Your instructions
Once the data has been read, restate all of it exactly.

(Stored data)
BEGIN

use httpmock::prelude::*;
use lead_intake::core::StepOutcome;
use lead_intake::domain::model::{Lead, LeadField};
use lead_intake::utils::validation::Validate;
use lead_intake::{http_form_controller, SiteConfig};
use std::io::Write;
use tempfile::NamedTempFile;

fn write_config(server: &MockServer, email_enabled: bool, messaging_enabled: bool) -> NamedTempFile {
    let content = format!(
        r#"
[site]
base_url = "{base}"
form_name = "contact-form"

[email]
enabled = {email_enabled}
api_url = "{base}/api/v1.0/email/send"
service_id = "service_abc123"
client_template_id = "template_client"
admin_template_id = "template_admin"
public_key = "AbCd1234EfGh5678"
admin_email = "intake@example.com"

[messaging]
enabled = {messaging_enabled}
"#,
        base = server.base_url(),
    );

    let mut file = NamedTempFile::new().unwrap();
    file.write_all(content.as_bytes()).unwrap();
    file
}

fn valid_lead() -> Lead {
    Lead {
        first_name: "Jane".to_string(),
        last_name: "Doe".to_string(),
        phone_number: "5551234567".to_string(),
        email_address: "jane@example.com".to_string(),
        zip_code: "90210".to_string(),
        case_type: "Car Accident".to_string(),
        description: "Rear-ended at a light.".to_string(),
    }
}

fn load(file: &NamedTempFile) -> SiteConfig {
    let config = SiteConfig::from_file(file.path()).unwrap();
    config.validate().unwrap();
    config
}

#[tokio::test]
async fn test_end_to_end_submission_with_real_http() {
    let server = MockServer::start();

    let forms_mock = server.mock(|when, then| {
        when.method(POST)
            .path("/")
            .x_www_form_urlencoded_tuple("form-name", "contact-form")
            .x_www_form_urlencoded_tuple("firstName", "Jane")
            .x_www_form_urlencoded_tuple("caseType", "Car Accident")
            .x_www_form_urlencoded_key_exists("submission-date");
        then.status(200);
    });
    let client_email_mock = server.mock(|when, then| {
        when.method(POST)
            .path("/api/v1.0/email/send")
            .json_body_partial(r#"{"template_id":"template_client","user_id":"AbCd1234EfGh5678"}"#);
        then.status(200).body("OK");
    });
    let admin_email_mock = server.mock(|when, then| {
        when.method(POST)
            .path("/api/v1.0/email/send")
            .json_body_partial(
                r#"{"template_id":"template_admin","template_params":{"to_email":"intake@example.com"}}"#,
            );
        then.status(200).body("OK");
    });
    let relay_mock = server.mock(|when, then| {
        when.method(POST)
            .path("/.netlify/functions/send-whatsapp")
            .json_body(serde_json::to_value(valid_lead()).unwrap());
        then.status(200)
            .json_body(serde_json::json!({"success": true}));
    });

    let config_file = write_config(&server, true, true);
    let mut controller = http_form_controller(load(&config_file));
    for (key, value) in valid_lead().pairs() {
        controller.update_field(key.parse::<LeadField>().unwrap(), value);
    }

    let report = controller.submit().await.unwrap();

    forms_mock.assert();
    client_email_mock.assert();
    admin_email_mock.assert();
    relay_mock.assert();
    assert!(report.all_sent());
    assert!(controller.is_success());
    assert!(controller.draft().is_empty());
}

#[tokio::test]
async fn test_end_to_end_with_every_service_failing() {
    let server = MockServer::start();

    let forms_mock = server.mock(|when, then| {
        when.method(POST).path("/");
        then.status(500);
    });
    let email_mock = server.mock(|when, then| {
        when.method(POST).path("/api/v1.0/email/send");
        then.status(400).body("The template ID is invalid");
    });
    let relay_mock = server.mock(|when, then| {
        when.method(POST).path("/.netlify/functions/send-whatsapp");
        then.status(500)
            .json_body(serde_json::json!({"error": "WhatsApp service not configured"}));
    });

    let config_file = write_config(&server, true, true);
    let mut controller = http_form_controller(load(&config_file));
    for (key, value) in valid_lead().pairs() {
        controller.update_field(key.parse::<LeadField>().unwrap(), value);
    }

    // 整合失敗不影響成功狀態
    let report = controller.submit().await.unwrap();

    forms_mock.assert();
    email_mock.assert_hits(2);
    relay_mock.assert();
    assert_eq!(report.failures(), 4);
    assert!(controller.is_success());
    assert!(controller.error().is_none());
    assert!(controller.draft().is_empty());
}

#[tokio::test]
async fn test_end_to_end_invalid_lead_sends_nothing() {
    let server = MockServer::start();

    let any_mock = server.mock(|when, then| {
        when.method(POST);
        then.status(200);
    });

    let config_file = write_config(&server, true, true);
    let mut controller = http_form_controller(load(&config_file));
    let mut lead = valid_lead();
    lead.email_address = "a@b".to_string();
    for (key, value) in lead.pairs() {
        controller.update_field(key.parse::<LeadField>().unwrap(), value);
    }

    let err = controller.submit().await.unwrap_err();

    any_mock.assert_hits(0);
    assert_eq!(err.to_string(), "Please enter a valid email address");
    assert_eq!(controller.error(), Some("Please enter a valid email address"));
    assert_eq!(controller.draft(), &lead);
    assert!(!controller.is_success());
}

#[tokio::test]
async fn test_end_to_end_with_notifications_disabled() {
    let server = MockServer::start();

    let forms_mock = server.mock(|when, then| {
        when.method(POST).path("/");
        then.status(200);
    });
    let email_mock = server.mock(|when, then| {
        when.method(POST).path("/api/v1.0/email/send");
        then.status(200);
    });
    let relay_mock = server.mock(|when, then| {
        when.method(POST).path("/.netlify/functions/send-whatsapp");
        then.status(200);
    });

    let config_file = write_config(&server, false, false);
    let mut controller = http_form_controller(load(&config_file));
    for (key, value) in valid_lead().pairs() {
        controller.update_field(key.parse::<LeadField>().unwrap(), value);
    }

    let report = controller.submit().await.unwrap();

    forms_mock.assert();
    email_mock.assert_hits(0);
    relay_mock.assert_hits(0);
    assert_eq!(report.forms_store, StepOutcome::Sent);
    assert!(matches!(report.relay, StepOutcome::Skipped(_)));
    assert!(controller.is_success());
}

END

Solution to this problem
use httpmock::prelude::*;
use lead_intake::core::StepOutcome;
use lead_intake::domain::model::{Lead, LeadField};
use lead_intake::utils::validation::Validate;
use lead_intake::{http_form_controller, SiteConfig};
use std::io::Write;
use tempfile::NamedTempFile;

fn write_config(server: &MockServer, email_enabled: bool, messaging_enabled: bool) -> NamedTempFile {
    let content = format!(
        r#"
[site]
base_url = "{base}"
form_name = "contact-form"

[email]
enabled = {email_enabled}
api_url = "{base}/api/v1.0/email/send"
service_id = "service_abc123"
client_template_id = "template_client"
admin_template_id = "template_admin"
public_key = "AbCd1234EfGh5678"
admin_email = "intake@example.com"

[messaging]
enabled = {messaging_enabled}
"#,
        base = server.base_url(),
    );

    let mut file = NamedTempFile::new().unwrap();
    file.write_all(content.as_bytes()).unwrap();
    file
}

fn valid_lead() -> Lead {
    Lead {
        first_name: "Jane".to_string(),
        last_name: "Doe".to_string(),
        phone_number: "5551234567".to_string(),
        email_address: "jane@example.com".to_string(),
        zip_code: "90210".to_string(),
        case_type: "Car Accident".to_string(),
        description: "Rear-ended at a light.".to_string(),
    }
}

fn load(file: &NamedTempFile) -> SiteConfig {
    let config = SiteConfig::from_file(file.path()).unwrap();
    config.validate().unwrap();
    config
}

#[tokio::test]
async fn test_end_to_end_submission_with_real_http() {
    let server = MockServer::start();

    let forms_mock = server.mock(|when, then| {
        when.method(POST)
            .path("/")
            .x_www_form_urlencoded_tuple("form-name", "contact-form")
            .x_www_form_urlencoded_tuple("firstName", "Jane")
            .x_www_form_urlencoded_tuple("caseType", "Car Accident")
            .x_www_form_urlencoded_key_exists("submission-date");
        then.status(200);
    });
    let client_email_mock = server.mock(|when, then| {
        when.method(POST)
            .path("/api/v1.0/email/send")
            .json_body_partial(r#"{"template_id":"template_client","user_id":"AbCd1234EfGh5678"}"#);
        then.status(200).body("OK");
    });
    let admin_email_mock = server.mock(|when, then| {
        when.method(POST)
            .path("/api/v1.0/email/send")
            .json_body_partial(
                r#"{"template_id":"template_admin","template_params":{"to_email":"intake@example.com"}}"#,
            );
        then.status(200).body("OK");
    });
    let relay_mock = server.mock(|when, then| {
        when.method(POST)
            .path("/.netlify/functions/send-whatsapp")
            .json_body(serde_json::to_value(valid_lead()).unwrap());
        then.status(200)
            .json_body(serde_json::json!({"success": true}));
    });

    let config_file = write_config(&server, true, true);
    let mut controller = http_form_controller(load(&config_file));
    for (key, value) in valid_lead().pairs() {
        controller.update_field(key.parse::<LeadField>().unwrap(), value);
    }

    let report = controller.submit().await.unwrap();

    forms_mock.assert();
    client_email_mock.assert();
    admin_email_mock.assert();
    relay_mock.assert();
    assert!(report.all_sent());
    assert!(controller.is_success());
    assert!(controller.draft().is_empty());
}

#[tokio::test]
async fn test_end_to_end_with_every_service_failing() {
    let server = MockServer::start();

    let forms_mock = server.mock(|when, then| {
        when.method(POST).path("/");
        then.status(500);
    });
    let email_mock = server.mock(|when, then| {
        when.method(POST).path("/api/v1.0/email/send");
        then.status(400).body("The template ID is invalid");
    });
    let relay_mock = server.mock(|when, then| {
        when.method(POST).path("/.netlify/functions/send-whatsapp");
        then.status(500)
            .json_body(serde_json::json!({"error": "WhatsApp service not configured"}));
    });

    let config_file = write_config(&server, true, true);
    let mut controller = http_form_controller(load(&config_file));
    for (key, value) in valid_lead().pairs() {
        controller.update_field(key.parse::<LeadField>().unwrap(), value);
    }

    // 整合失敗不影響成功狀態
    let report = controller.submit().await.unwrap();

    forms_mock.assert();
    email_mock.assert_hits(2);
    relay_mock.assert();
    assert_eq!(report.failures(), 4);
    assert!(controller.is_success());
    assert!(controller.error().is_none());
    assert!(controller.draft().is_empty());
}

#[tokio::test]
async fn test_end_to_end_invalid_lead_sends_nothing() {
    let server = MockServer::start();

    let any_mock = server.mock(|when, then| {
        when.method(POST);
        then.status(200);
    });

    let config_file = write_config(&server, true, true);
    let mut controller = http_form_controller(load(&config_file));
    let mut lead = valid_lead();
    lead.email_address = "a@b".to_string();
    for (key, value) in lead.pairs() {
        controller.update_field(key.parse::<LeadField>().unwrap(), value);
    }

    let err = controller.submit().await.unwrap_err();

    any_mock.assert_hits(0);
    assert_eq!(err.to_string(), "Please enter a valid email address");
    assert_eq!(controller.error(), Some("Please enter a valid email address"));
    assert_eq!(controller.draft(), &lead);
    assert!(!controller.is_success());
}

#[tokio::test]
async fn test_end_to_end_with_notifications_disabled() {
    let server = MockServer::start();

    let forms_mock = server.mock(|when, then| {
        when.method(POST).path("/");
        then.status(200);
    });
    let email_mock = server.mock(|when, then| {
        when.method(POST).path("/api/v1.0/email/send");
        then.status(200);
    });
    let relay_mock = server.mock(|when, then| {
        when.method(POST).path("/.netlify/functions/send-whatsapp");
        then.status(200);
    });

    let config_file = write_config(&server, false, false);
    let mut controller = http_form_controller(load(&config_file));
    for (key, value) in valid_lead().pairs() {
        controller.update_field(key.parse::<LeadField>().unwrap(), value);
    }

    let report = controller.submit().await.unwrap();

    forms_mock.assert();
    email_mock.assert_hits(0);
    relay_mock.assert_hits(0);
    assert_eq!(report.forms_store, StepOutcome::Sent);
    assert!(matches!(report.relay, StepOutcome::Skipped(_)));
    assert!(controller.is_success());
}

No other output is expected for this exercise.